Why Protein Subunit Specifically

Multiple RSV vaccine formulations have been authorized for adults, including mRNA-based and adjuvanted recombinant protein vaccines. The ACP's guidance targets protein subunit vaccines specifically, reflecting the evidence reviewed by the Population Health and Medical Science Committee. The committee conducted a rapid review through the ACP Center for Evidence Reviews covering efficacy, comparative effectiveness, and harms in adults who are not pregnant or immunocompromised.

The committee weighed both benefits - reduction in RSV-related hospitalization and severe illness, contribution to all-cause mortality reduction - and harms, including the small but nonzero risk of Guillain-Barre syndrome, a rare neurological condition associated with some vaccines. For adults 75 and older, the benefit-harm balance clearly favored vaccination. For the 60-74 age group, the absolute benefit is lower because severe RSV is less common at younger ages, while the harms remain comparable. That asymmetry explains the more nuanced guidance for middle-aged adults.
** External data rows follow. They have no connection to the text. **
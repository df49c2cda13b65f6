//! Search statistics and per-depth reports
//!
//! Tracks nodes searched, quiescence nodes, transposition table traffic,
//! cutoffs and timing. One `SearchInfo` is recorded after every completed
//! iterative-deepening depth.

use std::time::Instant;

use crate::board::Move;

/// Result of one completed iterative-deepening depth
#[derive(Debug, Clone, Default)]
pub struct SearchInfo {
    /// Completed depth in plies
    pub depth: u8,

    /// Score in centipawns from White's point of view
    pub score: i32,

    /// Principal variation, best move first
    pub pv: Vec<Move>,

    /// Nodes searched so far, cumulative over the deepening loop
    pub nodes: u64,

    /// Milliseconds elapsed since the search started
    pub time_ms: u64,

    /// Nodes per second
    pub nps: u64,
}

/// Running counters for one search call
#[derive(Debug, Clone, Default)]
pub struct SearchStats {
    /// Total nodes searched
    pub nodes: u64,

    /// Quiescence nodes searched
    pub qsearch_nodes: u64,

    /// Transposition table hits
    pub tt_hits: u64,

    /// Alpha-beta cutoffs
    pub cutoffs: u64,

    /// One report per completed depth
    pub depth_reports: Vec<SearchInfo>,

    /// Search start time
    pub start_time: Option<Instant>,
}

impl SearchStats {
    pub fn new() -> Self {
        Self::default()
    }

    pub fn start_timing(&mut self) {
        self.start_time = Some(Instant::now());
    }

    /// Milliseconds since start_timing
    pub fn elapsed_ms(&self) -> u64 {
        self.start_time
            .map(|start| start.elapsed().as_millis() as u64)
            .unwrap_or(0)
    }

    /// Nodes per second over the elapsed time
    pub fn nps(&self) -> u64 {
        let ms = self.elapsed_ms();
        if ms > 0 {
            self.nodes * 1000 / ms
        } else {
            0
        }
    }

    #[inline]
    pub fn inc_node(&mut self) {
        self.nodes += 1;
    }

    #[inline]
    pub fn inc_qsearch_node(&mut self) {
        self.qsearch_nodes += 1;
    }

    #[inline]
    pub fn inc_tt_hit(&mut self) {
        self.tt_hits += 1;
    }

    #[inline]
    pub fn inc_cutoff(&mut self) {
        self.cutoffs += 1;
    }

    pub fn reset(&mut self) {
        *self = Self::new();
    }

    /// Print a short summary, UCI-info style, one line per depth
    pub fn print_summary(&self) {
        for info in &self.depth_reports {
            println!(
                "info depth {} score cp {} nodes {} nps {} time {} pv {}",
                info.depth,
                info.score,
                info.nodes,
                info.nps,
                info.time_ms,
                info.pv
                    .iter()
                    .map(|m| m.to_uci())
                    .collect::<Vec<_>>()
                    .join(" ")
            );
        }
    }
}
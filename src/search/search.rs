//! Main search implementation
//!
//! Iterative deepening negamax alpha-beta with principal variation
//! tracking, transposition table, quiescence search, killer moves and a
//! history heuristic. The search owns its board and mutates it in place
//! through make/unmake.

use std::time::Instant;

use super::params::SearchParams;
use super::stats::{SearchInfo, SearchStats};
use super::tt::{NodeType, TranspositionTable};
use crate::board::{Board, Color, Move};
use crate::eval::{evaluate, piece_value, CHECKMATE_SCORE, DRAW_SCORE, PAWN_VALUE};

pub const MAX_DEPTH: u8 = 64;
pub const INFINITY: i32 = 1_000_000;

/// The soft time limit is checked once per this many nodes
const TIME_CHECK_INTERVAL: u64 = 4096;

pub struct Search {
    board: Board,

    tt: TranspositionTable,

    params: SearchParams,

    stats: SearchStats,

    /// Two killer slots per depth, no duplicates
    killers: [[Option<Move>; 2]; MAX_DEPTH as usize],

    /// History heuristic table [from][to]
    history: [[i32; 64]; 64],

    /// Cooperative stop flag, observed at the node-interval time check
    stop: bool,

    start_time: Instant,
    time_limit_ms: u64,
}

impl Search {
    pub fn new(board: Board, params: SearchParams) -> Self {
        crate::init();
        Self {
            tt: TranspositionTable::new(params.tt_entries),
            board,
            params,
            stats: SearchStats::new(),
            killers: [[None; 2]; MAX_DEPTH as usize],
            history: [[0; 64]; 64],
            stop: false,
            start_time: Instant::now(),
            time_limit_ms: 0,
        }
    }

    pub fn with_board(board: Board) -> Self {
        Self::new(board, SearchParams::default())
    }

    pub fn set_board(&mut self, board: Board) {
        self.board = board;
    }

    pub fn board(&self) -> &Board {
        &self.board
    }

    pub fn stats(&self) -> &SearchStats {
        &self.stats
    }

    pub fn tt(&self) -> &TranspositionTable {
        &self.tt
    }

    /// Reset transposition table, killers and history between games
    pub fn clear(&mut self) {
        self.tt.clear();
        self.killers = [[None; 2]; MAX_DEPTH as usize];
        self.history = [[0; 64]; 64];
    }

    /// Iterative deepening from depth 1 up to `max_depth`.
    ///
    /// Returns the best move and the report of the last fully completed
    /// depth. A position without legal moves yields `None`; the caller
    /// distinguishes mate from stalemate with `is_in_check`. A timeout
    /// mid-depth keeps the result of the previous completed depth.
    pub fn search(&mut self, max_depth: Option<u8>) -> (Option<Move>, SearchInfo) {
        let max_depth = max_depth.unwrap_or(self.params.max_depth).min(MAX_DEPTH - 1);

        self.stats.reset();
        self.stats.start_timing();
        self.start_time = Instant::now();
        self.time_limit_ms = self.params.time_limit_ms;
        self.stop = false;

        let mut best_move = None;
        let mut last_info = SearchInfo::default();

        for depth in 1..=max_depth {
            if self.stop {
                break;
            }

            let (score, pv) = self.alpha_beta(depth, -INFINITY, INFINITY);
            if self.stop {
                break;
            }

            let info = SearchInfo {
                depth,
                // Punteggio riportato dal punto di vista del Bianco
                score: if self.board.side_to_move == Color::White {
                    score
                } else {
                    -score
                },
                pv: pv.clone(),
                nodes: self.stats.nodes,
                time_ms: self.stats.elapsed_ms(),
                nps: self.stats.nps(),
            };
            if let Some(&first) = pv.first() {
                best_move = Some(first);
            }
            last_info = info.clone();
            self.stats.depth_reports.push(info);
        }

        // Nessuna PV completata: ripiega sulla prima mossa legale
        if best_move.is_none() {
            best_move = self.board.generate_moves().into_iter().next();
        }

        (best_move, last_info)
    }

    /// Negamax alpha-beta with PV tracking. Pseudo-legal moves are made
    /// and rejected when they leave our king attacked.
    fn alpha_beta(&mut self, depth: u8, mut alpha: i32, beta: i32) -> (i32, Vec<Move>) {
        self.stats.inc_node();

        if self.stats.nodes % TIME_CHECK_INTERVAL == 0 && self.out_of_time() {
            self.stop = true;
            return (0, Vec::new());
        }
        if self.stop {
            return (0, Vec::new());
        }

        if depth == 0 {
            return (self.quiescence(alpha, beta, 0), Vec::new());
        }

        // Transposition table probe
        let key = self.board.zobrist;
        let mut tt_move = None;
        if let Some(&entry) = self.tt.probe(key) {
            tt_move = entry.best_move;
            if entry.depth >= depth {
                self.stats.inc_tt_hit();
                match entry.node_type {
                    NodeType::Exact => {
                        let pv = entry.best_move.map(|m| vec![m]).unwrap_or_default();
                        return (entry.score, pv);
                    }
                    NodeType::UpperBound if entry.score <= alpha => return (alpha, Vec::new()),
                    NodeType::LowerBound if entry.score >= beta => return (beta, Vec::new()),
                    _ => {}
                }
            }
        }

        let moves = self.board.generate_pseudo_moves();
        if moves.is_empty() {
            if self.board.is_in_check(self.board.side_to_move) {
                return (-CHECKMATE_SCORE + (MAX_DEPTH - depth) as i32, Vec::new());
            }
            return (DRAW_SCORE, Vec::new());
        }

        let moves = self.order_moves(moves, depth, tt_move);

        let original_alpha = alpha;
        let mut best_score = -INFINITY;
        let mut best_move = None;
        let mut best_pv: Vec<Move> = Vec::new();
        let mut legal_count = 0u32;
        let us = self.board.side_to_move;

        for mv in moves {
            let undo = self.board.make_move(mv);
            if self.board.is_in_check(us) {
                self.board.unmake_move(undo);
                continue;
            }
            legal_count += 1;

            // Prima mossa a finestra piena, le altre a finestra nulla con
            // eventuale re-search
            let (score, child_pv) = if legal_count == 1 {
                let (s, pv) = self.alpha_beta(depth - 1, -beta, -alpha);
                (-s, pv)
            } else {
                let (s, _) = self.alpha_beta(depth - 1, -alpha - 1, -alpha);
                let s = -s;
                if alpha < s && s < beta {
                    let (s2, pv) = self.alpha_beta(depth - 1, -beta, -s);
                    (-s2, pv)
                } else {
                    (s, Vec::new())
                }
            };

            self.board.unmake_move(undo);

            if self.stop {
                return (0, Vec::new());
            }

            if score > best_score {
                best_score = score;
                best_move = Some(mv);
                best_pv = Vec::with_capacity(child_pv.len() + 1);
                best_pv.push(mv);
                best_pv.extend(child_pv);
            }

            if score > alpha {
                alpha = score;
            }

            if alpha >= beta {
                self.stats.inc_cutoff();
                let slots = &mut self.killers[depth as usize];
                if slots[0] != Some(mv) && slots[1] != Some(mv) {
                    slots[1] = slots[0];
                    slots[0] = Some(mv);
                }
                self.history[mv.from as usize][mv.to as usize] += depth as i32 * depth as i32;
                break;
            }
        }

        if legal_count == 0 {
            if self.board.is_in_check(us) {
                // Mate più vicini valgono di più
                return (-CHECKMATE_SCORE + (MAX_DEPTH - depth) as i32, Vec::new());
            }
            return (DRAW_SCORE, Vec::new());
        }

        let node_type = if best_score <= original_alpha {
            NodeType::UpperBound
        } else if best_score >= beta {
            NodeType::LowerBound
        } else {
            NodeType::Exact
        };
        self.tt.store(key, depth, best_score, node_type, best_move);

        (best_score, best_pv)
    }

    /// Quiescence search over captures only, MVV-LVA ordered, with a hard
    /// ply cap beyond the main horizon.
    fn quiescence(&mut self, mut alpha: i32, beta: i32, qdepth: u8) -> i32 {
        self.stats.inc_node();
        self.stats.inc_qsearch_node();

        let mut stand_pat = evaluate(&self.board);
        if self.board.side_to_move == Color::Black {
            stand_pat = -stand_pat;
        }

        if stand_pat >= beta {
            return beta;
        }
        if alpha < stand_pat {
            alpha = stand_pat;
        }
        if qdepth >= self.params.qsearch_depth {
            return alpha;
        }

        let mut captures = self.board.generate_captures();
        captures.sort_by_key(|&mv| std::cmp::Reverse(self.mvv_lva_score(mv)));

        let us = self.board.side_to_move;
        for mv in captures {
            let undo = self.board.make_move(mv);
            if self.board.is_in_check(us) {
                self.board.unmake_move(undo);
                continue;
            }
            let score = -self.quiescence(-beta, -alpha, qdepth + 1);
            self.board.unmake_move(undo);

            if score >= beta {
                return beta;
            }
            if score > alpha {
                alpha = score;
            }
        }

        alpha
    }

    // Move ordering -----------------------------------------------

    /// A move captures when its kind says so or when the destination holds
    /// an enemy piece (unklik captures carry the plain Unklik kind).
    fn is_capture(&self, mv: Move) -> bool {
        if mv.kind.is_capture() {
            return true;
        }
        self.board
            .stack_at(mv.to)
            .top()
            .is_some_and(|p| p.color != self.board.side_to_move)
    }

    /// Most Valuable Victim / Least Valuable Attacker. The victim value of
    /// a stacked destination counts every enemy piece on it.
    fn mvv_lva_score(&self, mv: Move) -> i32 {
        let target = self.board.stack_at(mv.to);
        let victim_value: i32 = if target.is_empty() {
            PAWN_VALUE // en passant
        } else {
            target
                .iter()
                .filter(|p| p.color != self.board.side_to_move)
                .map(|p| piece_value(p.kind))
                .sum()
        };

        let origin = self.board.stack_at(mv.from);
        let attacker = if mv.unklik_index >= 0 && (mv.unklik_index as usize) < origin.count() {
            origin.get(mv.unklik_index as usize)
        } else {
            origin.top()
        };
        let attacker_value = attacker.map_or(0, |p| piece_value(p.kind));

        victim_value * 10 - attacker_value
    }

    /// Priority: TT move, captures by MVV-LVA, killers, history
    fn order_moves(&self, moves: Vec<Move>, depth: u8, tt_move: Option<Move>) -> Vec<Move> {
        let killers = self.killers[depth as usize];
        let mut scored: Vec<(i32, Move)> = moves
            .into_iter()
            .map(|mv| {
                let score = if tt_move == Some(mv) {
                    10_000_000
                } else if self.is_capture(mv) {
                    1_000_000 + self.mvv_lva_score(mv)
                } else if killers[0] == Some(mv) {
                    900_000
                } else if killers[1] == Some(mv) {
                    800_000
                } else {
                    self.history[mv.from as usize][mv.to as usize]
                };
                (score, mv)
            })
            .collect();
        scored.sort_by_key(|&(score, _)| std::cmp::Reverse(score));
        scored.into_iter().map(|(_, mv)| mv).collect()
    }

    fn out_of_time(&self) -> bool {
        self.time_limit_ms > 0
            && self.start_time.elapsed().as_millis() as u64 >= self.time_limit_ms
    }
}
#[cfg(test)]
mod tests {
    use super::*;
    use crate::generation::{Corridor, CorridorKind, Room, RoomType};
    use crate::utils::{find_path, UniformCost};
    use crate::world::{Grid, Position, Rect, TileState};

    fn straight_corridor(id: u32, from: u32, to: u32, row: i32, x0: i32, x1: i32) -> Corridor {
        Corridor {
            id,
            from,
            to,
            path: (x0..=x1).map(|x| Position::new(x, row)).collect(),
            width: 1,
            kind: CorridorKind::Primary,
            served_rooms: Vec::new(),
        }
    }

    fn layout(rooms: Vec<Room>, corridors: Vec<Corridor>, grid: Grid) -> MapLayout {
        MapLayout {
            width: grid.width(),
            height: grid.height(),
            seed: 0,
            rooms,
            corridors,
            grid,
            entry_room: None,
            report: ValidationReport::default(),
        }
    }

    fn room(id: u32, x: i32, y: i32, side: u32) -> Room {
        Room::new(id, Rect::new(x, y, side, side), 1, RoomType::Standard)
    }

    #[test]
    fn test_connected_pair_is_clean() {
        let rooms = vec![room(0, 1, 1, 5), room(1, 10, 1, 5)];
        let corridors = vec![straight_corridor(0, 0, 1, 3, 3, 12)];
        let report = validate(&layout(rooms, corridors, Grid::new(20, 10))).unwrap();

        assert!(report.is_clean());
        assert!(report.is_fully_connected());
        assert_eq!(report.reachable_rooms, vec![0, 1]);
        assert_eq!(report.entry_room, Some(0));
    }

    #[test]
    fn test_enclosed_rooms_reported_unconnected() {
        let rooms = vec![
            room(0, 1, 1, 5),
            room(1, 10, 1, 5),
            room(2, 2, 12, 5),
            room(3, 12, 12, 5),
        ];
        let mut grid = Grid::new(24, 20);
        for room in &rooms {
            grid.fill_rect(&room.rect(), TileState::RoomFloor);
        }
        for enclosed in &rooms[2..] {
            for pos in enclosed.rect().expanded(1).positions() {
                if !enclosed.contains(pos) {
                    grid.set(pos, TileState::Wall);
                }
            }
        }

        assert!(find_path(&grid, rooms[2].center(), rooms[3].center(), &UniformCost).is_none());

        let corridors = vec![straight_corridor(0, 0, 1, 3, 3, 12)];
        let report = validate(&layout(rooms, corridors, grid)).unwrap();
        assert_eq!(report.unconnected_rooms, vec![2, 3]);
        assert_eq!(report.reachable_rooms, vec![0, 1]);
        assert_eq!(
            report.errors,
            vec![
                ValidationIssue::UnreachableRoom { room: 2 },
                ValidationIssue::UnreachableRoom { room: 3 },
            ]
        );
    }

    #[test]
    fn test_served_rooms_count_as_edges() {
        let rooms = vec![room(0, 1, 1, 3), room(1, 7, 1, 3), room(2, 13, 1, 3)];
        let mut corridor = straight_corridor(0, 0, 2, 2, 2, 14);
        corridor.served_rooms = vec![1];
        let report = validate(&layout(rooms, vec![corridor], Grid::new(20, 6))).unwrap();

        assert!(report.is_fully_connected());
        assert_eq!(
            report.warnings,
            vec![ValidationIssue::CorridorCrossesRoom { corridor: 0, room: 1 }]
        );
    }

    #[test]
    fn test_structural_errors() {
        let rooms = vec![
            room(0, 1, 1, 4),
            Room::new(1, Rect::new(6, 1, 0, 4), 1, RoomType::Alcove),
            room(2, 17, 1, 6),
        ];
        let mut narrow = straight_corridor(0, 0, 2, 2, 2, 18);
        narrow.width = 0;
        let mut broken = straight_corridor(1, 0, 9, 3, 2, 5);
        broken.path.push(Position::new(8, 8));

        let report = validate(&layout(rooms, vec![narrow, broken], Grid::new(20, 8))).unwrap();
        let errors = &report.errors;
        assert!(errors.contains(&ValidationIssue::EmptyRoom { room: 1 }));
        assert!(errors.contains(&ValidationIssue::RoomOutOfBounds { room: 2 }));
        assert!(errors.contains(&ValidationIssue::CorridorTooNarrow {
            corridor: 0,
            width: 0,
            minimum: 1
        }));
        assert!(errors.contains(&ValidationIssue::BrokenCorridor { corridor: 1 }));
        assert!(errors.contains(&ValidationIssue::UnknownCorridorEndpoint { corridor: 1, room: 9 }));
        assert!(errors.contains(&ValidationIssue::UnreachableRoom { room: 1 }));
        assert!(!report.is_clean());
    }

    #[test]
    fn test_corridor_out_of_bounds() {
        let rooms = vec![room(0, 1, 1, 3), room(1, 5, 1, 3)];
        let corridor = straight_corridor(0, 0, 1, 2, -2, 6);
        let report = validate(&layout(rooms, vec![corridor], Grid::new(10, 6))).unwrap();
        assert_eq!(
            report.errors,
            vec![ValidationIssue::CorridorOutOfBounds { corridor: 0 }]
        );
    }

    #[test]
    fn test_undersized_room_is_a_warning() {
        let validator = LayoutValidator {
            min_room_side: Some(4),
            min_corridor_width: 1,
        };
        let rooms = vec![room(0, 1, 1, 3)];
        let report = validator
            .validate(&layout(rooms, Vec::new(), Grid::new(8, 8)))
            .unwrap();
        assert!(report.is_clean());
        assert_eq!(report.warnings.len(), 1);
    }

    #[test]
    fn test_contract_violations_are_errors() {
        let grid_mismatch = MapLayout {
            width: 30,
            ..layout(Vec::new(), Vec::new(), Grid::new(10, 10))
        };
        assert!(matches!(
            validate(&grid_mismatch),
            Err(FloorplanError::InvalidLayout(_))
        ));

        let duplicate = layout(vec![room(0, 0, 0, 2), room(0, 4, 4, 2)], Vec::new(), Grid::new(10, 10));
        assert!(validate(&duplicate).is_err());

        let missing_entry = MapLayout {
            entry_room: Some(5),
            ..layout(vec![room(0, 0, 0, 2)], Vec::new(), Grid::new(10, 10))
        };
        assert!(validate(&missing_entry).is_err());
    }

    #[test]
    fn test_empty_layout_has_no_entry() {
        let report = validate(&layout(Vec::new(), Vec::new(), Grid::new(4, 4))).unwrap();
        assert!(report.is_clean());
        assert_eq!(report.entry_room, None);
    }

    #[test]
    fn test_issue_messages() {
        let issue = ValidationIssue::UnreachableRoom { room: 4 };
        assert_eq!(issue.to_string(), "room 4 is not reachable from the entry room");
        assert!(issue.is_error());
    }
}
Unlike influenza vaccines, which are administered annually as viral strains change, RSV vaccines are currently administered once. Whether and when repeat vaccination will be needed is under active study.

Breast MRI: Modest Additional Benefit, More False Positives

The same issue of Annals of Internal Medicine includes research directly relevant to breast cancer screening policy, particularly in light of new federal requirements that patients be notified of their breast density. Using Breast Cancer Surveillance Consortium data with three simulation models, researchers funded by the National Cancer Institute compared digital breast tomosynthesis (3D mammography) alone versus 3D mammography combined with MRI for women ages 40 and older at average to four times the average breast cancer risk.

The findings were measured in their conclusions. Mammography alone prevented the majority of breast cancer deaths. Adding MRI provided modest additional benefit but also generated more false-positive biopsy recommendations - a meaningful harm given the psychological and physical cost of unnecessary procedures. When MRI was added specifically for women with extremely dense breasts and at least double the average cancer risk, the balance of benefits and harms became comparable to standard mammography screening for the average-risk population. The researchers concluded that supplemental MRI could be reasonable for higher-risk women with dense breasts, particularly if the costs of MRI and rates of unnecessary biopsies can be reduced.

Metformin Does Not Treat Established Long COVID

A third study in the same issue delivers a negative result with direct clinical relevance. A randomized trial conducted at two South Korean hospitals between July 2024 and January 2025 enrolled 396 adults with persistent long COVID symptoms and randomly assigned them to two weeks of metformin, ursodeoxycholic acid (UDCA), or placebo in a double-blind design.

After eight weeks of follow-up, recovery rates and symptom improvements were statistically indistinguishable across all three groups. Neither drug outperformed placebo. This is notable because earlier observational evidence had suggested that metformin taken during the acute phase of COVID-19 infection reduced the incidence of long COVID by 41%. The new trial clarifies a crucial distinction: preventing long COVID and treating established long COVID appear to be different problems requiring different interventions. A drug that reduces risk when administered during acute infection does not appear to resolve symptoms that have already developed and persisted for months.

The finding reinforces how little is currently understood about the mechanisms sustaining long COVID once it is established, and underscores the ongoing need for trials targeting the immune dysregulation and other biological processes that appear to drive the syndrome.